Я задремал, потом снова проснулся. Я не мог больше спать, и постепенно мои мысли вернулись к реальности. Что сейчас делает Мириам? Действительно спит? А Макс — он в самом деле импотент? Может ли хирургия разрушить вечные отношения между мужчиной и женщиной? Нет, это влечение существует даже среди тех, кто не в состоянии осознать его. Я верил, что Господь был романистом, который пишет то, что ему нравится, а весь мир вынужден читать Его, пытаясь разгадать, что Он имел в виду.
Следующий день был солнечным, но не жарким.
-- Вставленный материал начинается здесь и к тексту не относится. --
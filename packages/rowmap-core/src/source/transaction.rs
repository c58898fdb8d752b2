use std::fmt;
use std::sync::atomic::{AtomicBool, Ordering};
use std::sync::{Arc, Mutex};

use crate::error::DataSourceError;

/// Ends the unit of work behind a transaction.
pub(crate) trait TransactionControl: Send + Sync {
    /// Commits or rolls back, then releases the data source.
    fn finish(&self, id: u64, commit: bool) -> Result<(), DataSourceError>;
}

struct Inner {
    id: u64,
    valid: AtomicBool,
    last_error: Mutex<Option<DataSourceError>>,
    control: Arc<dyn TransactionControl>,
}

impl Inner {
    /// Returns whether this call invalidated the transaction.
    fn invalidate(&self) -> bool {
        self.valid.swap(false, Ordering::AcqRel)
    }

    fn record(&self, error: DataSourceError) {
        if let Ok(mut last_error) = self.last_error.lock() {
            *last_error = Some(error);
        }
    }
}

impl Drop for Inner {
    fn drop(&mut self) {
        if *self.valid.get_mut() {
            tracing::warn!("Transaction {} dropped while active, rolling back", self.id);
            if let Err(e) = self.control.finish(self.id, false) {
                tracing::warn!("Rollback of transaction {} failed: {}", self.id, e);
            }
        }
    }
}

/// Handle to the outstanding unit of work of a data source.
///
/// Clones share one transaction and compare equal. Once pushed or
/// cancelled the handle is invalid and both operations become no-ops.
/// Dropping the last handle of a valid transaction rolls it back.
#[derive(Clone)]
pub struct Transaction {
    inner: Arc<Inner>,
}

impl Transaction {
    pub(crate) fn new(id: u64, control: Arc<dyn TransactionControl>) -> Self {
        tracing::debug!("Transaction {} started", id);
        Self {
            inner: Arc::new(Inner {
                id,
                valid: AtomicBool::new(true),
                last_error: Mutex::new(None),
                control,
            }),
        }
    }

    pub fn id(&self) -> u64 {
        self.inner.id
    }

    pub fn is_valid(&self) -> bool {
        self.inner.valid.load(Ordering::Acquire)
    }

    /// Commits the unit of work.
    ///
    /// A failed commit is rolled back; the handle is invalid either way.
    pub fn push(&self) -> Result<(), DataSourceError> {
        if !self.inner.invalidate() {
            return Ok(());
        }
        tracing::debug!("Committing transaction {}", self.inner.id);
        self.inner.control.finish(self.inner.id, true).map_err(|e| {
            self.inner.record(e.clone());
            e
        })
    }

    /// Rolls the unit of work back.
    ///
    /// Never fails: a rollback failure is recorded and available from
    /// [`Transaction::last_error`].
    pub fn cancel(&self) {
        if !self.inner.invalidate() {
            return;
        }
        tracing::debug!("Rolling back transaction {}", self.inner.id);
        if let Err(e) = self.inner.control.finish(self.inner.id, false) {
            tracing::warn!("Rollback of transaction {} failed: {}", self.inner.id, e);
            self.inner.record(e);
        }
    }

    /// Failure recorded by the last `push` or `cancel`.
    pub fn last_error(&self) -> Option<DataSourceError> {
        self.inner
            .last_error
            .lock()
            .ok()
            .and_then(|last_error| last_error.clone())
    }
}

impl PartialEq for Transaction {
    fn eq(&self, other: &Self) -> bool {
        Arc::ptr_eq(&self.inner, &other.inner)
    }
}

impl Eq for Transaction {}

impl fmt::Debug for Transaction {
    fn fmt(&self, f: &mut fmt::Formatter<'_>) -> fmt::Result {
        f.debug_struct("Transaction")
            .field("id", &self.inner.id)
            .field("valid", &self.is_valid())
            .finish()
    }
}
Макс, Мириам и я завтракали, пока Диди быстро овладевал искусством хождения. Он спотыкался от одного стула к другому, порой бросая на нас взгляд и как будто спрашивая: «Видишь, что я делаю? Видишь, какой я молодец!» Когда он начинал плакать, Мириам подхватывала его, целовала и утешала:
— Ша, Диди, драгоценный мой. Со временем ты всему научишься. Ты станешь большим мальчиком, будешь играть в футбол, пробегать милю за одну минуту.
Макс посадил Диди на колено и подкидывал его вверх и вниз. Он разговаривал с ним на идише, по-английски, по-польски. Он говорил:
— Радуйся, Диди, что ты родился на земле Дяди Сэма, а не в России. Они обзывали бы тебя космополитом, саботажником, шовинистом и написали бы в твоем паспорте слово «еврей».
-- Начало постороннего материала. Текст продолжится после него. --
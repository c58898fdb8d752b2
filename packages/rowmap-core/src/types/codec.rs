//! Scalar codec collaborators.
//!
//! The marshalling engine never converts scalars itself: arguments go
//! through a [`DataArgumentWrapper`] and column values come back through
//! extractors created by a [`DataExtractorFactory`]. The registry-backed
//! implementations below are the defaults used by a data source.

use std::any::Any;
use std::sync::Arc;

use super::sql_value::SqlValue;
use super::type_key::{AnyValue, TypeKey};
use super::type_registry::{ScalarCodec, TypeRegistry};
use crate::error::DataSourceError;
use crate::sql::RowCursor;

/// Converts a language-level scalar into a bound argument.
pub trait DataArgumentWrapper: Send + Sync {
    /// Returns `None` when the value's type is unsupported.
    fn wrap(&self, value: &dyn Any) -> Option<SqlValue>;
}

/// Creates column extractors per value type.
pub trait DataExtractorFactory: Send + Sync {
    /// Returns `None` when the type is unsupported.
    fn create(&self, type_key: &TypeKey, column: &str) -> Option<Box<dyn DataExtractor>>;
}

/// Reads one column of the current row.
pub trait DataExtractor {
    /// `Ok(None)` for a NULL column.
    fn extract(&self, row: &dyn RowCursor) -> Result<Option<AnyValue>, DataSourceError>;
}

#[derive(Debug, Clone)]
pub struct RegistryArgumentWrapper {
    registry: Arc<TypeRegistry>,
}

impl RegistryArgumentWrapper {
    pub fn new(registry: Arc<TypeRegistry>) -> Self {
        Self { registry }
    }
}

impl DataArgumentWrapper for RegistryArgumentWrapper {
    fn wrap(&self, value: &dyn Any) -> Option<SqlValue> {
        self.registry.get_by_id(value.type_id())?.wrap(value)
    }
}

#[derive(Debug, Clone)]
pub struct RegistryExtractorFactory {
    registry: Arc<TypeRegistry>,
}

impl RegistryExtractorFactory {
    pub fn new(registry: Arc<TypeRegistry>) -> Self {
        Self { registry }
    }
}

impl DataExtractorFactory for RegistryExtractorFactory {
    fn create(&self, type_key: &TypeKey, column: &str) -> Option<Box<dyn DataExtractor>> {
        let codec = self.registry.get(type_key)?;
        Some(Box::new(CodecExtractor {
            codec,
            column: column.to_string(),
        }))
    }
}

struct CodecExtractor {
    codec: ScalarCodec,
    column: String,
}

impl DataExtractor for CodecExtractor {
    fn extract(&self, row: &dyn RowCursor) -> Result<Option<AnyValue>, DataSourceError> {
        let value = row.get(&self.column)?;
        if value.is_null() {
            return Ok(None);
        }
        self.codec
            .unwrap(&value)
            .map(Some)
            .ok_or_else(|| DataSourceError::BadType {
                column: self.column.clone(),
                expected: self.codec.type_key().name().to_string(),
            })
    }
}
Диди хватал Макса за бороду и даже пытался засунуть ее в рот, чтобы попробовать на вкус.
Мириам услышала слова Макса и засмеялась.
— Пора идти на прогулку! — объявила она.
Мириам посадила Диди в коляску, и мы отправились в путь. Мы совершили длинную прогулку вокруг озера. Прохожие, большей частью пожилые пары, беженцы из Германии, провожали нас глазами. Мужчины неодобрительно посматривали на нас. Мы разговаривали на идише, но «восточно- еврейский» язык не годился для этих мест в Адирондаке. Это был язык отелей в Кэтскилле.
[127]
В коляске Диди лежала газета «Форвард», на нее смотрели с отвращением. Эти германские беженцы верили в ассимиляцию — их еврейское меньшинство должно было смешаться с большинством, а не обременять себя восточноевропейским Голус.
[128]
Из карманов пиджаков у этих мужчин торчали номера газеты «Ауфбау». Макс пробормотал:
— Чего они уставились, эти йеким?
[129]
Помогла им в Германии их ассимиляция, а?